### WORK INSTRUCTION
Print out the records precisely, keeping each line identical to its source.

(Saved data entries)

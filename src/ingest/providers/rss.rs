// src/ingest/providers/rss.rs
use anyhow::{Context, Result};
use quick_xml::de::from_str;
use serde::Deserialize;

use crate::config::RssFeedConfig;
use crate::ingest::fetch::HttpFetch;
use crate::ingest::types::RawItem;

/// Feeds carry no popularity metric; every item gets the same score so the
/// stable ranking sort keeps feed order.
pub const RSS_DEFAULT_SCORE: i64 = 100;

#[derive(Debug, Deserialize)]
struct Rss {
    channel: Channel,
}

#[derive(Debug, Deserialize)]
struct Channel {
    #[serde(rename = "item", default)]
    item: Vec<Item>,
}

#[derive(Debug, Deserialize)]
struct Item {
    title: Option<String>,
    link: Option<String>,
    description: Option<String>,
    author: Option<String>,
    guid: Option<Guid>,
}

#[derive(Debug, Deserialize)]
struct Guid {
    #[serde(rename = "$text", default)]
    value: Option<String>,
}

/// Parse an RSS 2.0 document into at most `limit` raw items.
pub fn parse_feed(feed_name: &str, xml: &str, limit: usize) -> Result<Vec<RawItem>> {
    let xml_clean = scrub_html_entities_for_xml(xml);
    let rss: Rss = from_str(&xml_clean).with_context(|| format!("parsing rss xml of {feed_name}"))?;

    Ok(rss
        .channel
        .item
        .into_iter()
        .take(limit)
        .map(|it| {
            let link = it.link.unwrap_or_default();
            let id = it
                .guid
                .and_then(|g| g.value)
                .map(|g| g.trim().to_string())
                .filter(|g| !g.is_empty())
                .unwrap_or_else(|| link.trim().to_string());
            RawItem {
                id,
                title: it.title.unwrap_or_default(),
                url: link,
                score: RSS_DEFAULT_SCORE,
                comments_count: 0,
                author: it.author.or_else(|| Some(feed_name.to_string())),
                excerpt: it.description,
                source: None,
            }
        })
        .collect())
}

pub async fn fetch_feed(cfg: &RssFeedConfig, http: &dyn HttpFetch) -> Result<Vec<RawItem>> {
    let body = http
        .get_text(&cfg.url, None)
        .await
        .with_context(|| format!("rss feed {}", cfg.name))?;
    parse_feed(&cfg.name, &body, cfg.limit)
}

/// Named HTML entities are not valid XML; fold the common ones before parsing.
fn scrub_html_entities_for_xml(s: &str) -> String {
    s.replace("&nbsp;", " ")
        .replace("&ndash;", "-")
        .replace("&mdash;", "-")
        .replace("&ldquo;", "\"")
        .replace("&rdquo;", "\"")
        .replace("&lsquo;", "'")
        .replace("&rsquo;", "'")
        .replace("&hellip;", "...")
}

### THE COMPLETED TASK
filename src/ingest/providers/rss.rs
// src/ingest/providers/rss.rs
use anyhow::{Context, Result};
use quick_xml::de::from_str;
use serde::Deserialize;

use crate::config::RssFeedConfig;
use crate::ingest::fetch::HttpFetch;
use crate::ingest::types::RawItem;

/// Feeds carry no popularity metric; every item gets the same score so the
/// stable ranking sort keeps feed order.
pub const RSS_DEFAULT_SCORE: i64 = 100;

#[derive(Debug, Deserialize)]
struct Rss {
    channel: Channel,
}

#[derive(Debug, Deserialize)]
struct Channel {
    #[serde(rename = "item", default)]
    item: Vec<Item>,
}

#[derive(Debug, Deserialize)]
struct Item {
    title: Option<String>,
    link: Option<String>,
    description: Option<String>,
    author: Option<String>,
    guid: Option<Guid>,
}

#[derive(Debug, Deserialize)]
struct Guid {
    #[serde(rename = "$text", default)]
    value: Option<String>,
}

/// Parse an RSS 2.0 document into at most `limit` raw items.
pub fn parse_feed(feed_name: &str, xml: &str, limit: usize) -> Result<Vec<RawItem>> {
    let xml_clean = scrub_html_entities_for_xml(xml);
    let rss: Rss = from_str(&xml_clean).with_context(|| format!("parsing rss xml of {feed_name}"))?;

    Ok(rss
        .channel
        .item
        .into_iter()
        .take(limit)
        .map(|it| {
            let link = it.link.unwrap_or_default();
            let id = it
                .guid
                .and_then(|g| g.value)
                .map(|g| g.trim().to_string())
                .filter(|g| !g.is_empty())
                .unwrap_or_else(|| link.trim().to_string());
            RawItem {
                id,
                title: it.title.unwrap_or_default(),
                url: link,
                score: RSS_DEFAULT_SCORE,
                comments_count: 0,
                author: it.author.or_else(|| Some(feed_name.to_string())),
                excerpt: it.description,
                source: None,
            }
        })
        .collect())
}

pub async fn fetch_feed(cfg: &RssFeedConfig, http: &dyn HttpFetch) -> Result<Vec<RawItem>> {
    let body = http
        .get_text(&cfg.url, None)
        .await
        .with_context(|| format!("rss feed {}", cfg.name))?;
    parse_feed(&cfg.name, &body, cfg.limit)
}

/// Named HTML entities are not valid XML; fold the common ones before parsing.
fn scrub_html_entities_for_xml(s: &str) -> String {
    s.replace("&nbsp;", " ")
        .replace("&ndash;", "-")
        .replace("&mdash;", "-")
        .replace("&ldquo;", "\"")
        .replace("&rdquo;", "\"")
        .replace("&lsquo;", "'")
        .replace("&rsquo;", "'")
        .replace("&hellip;", "...")
}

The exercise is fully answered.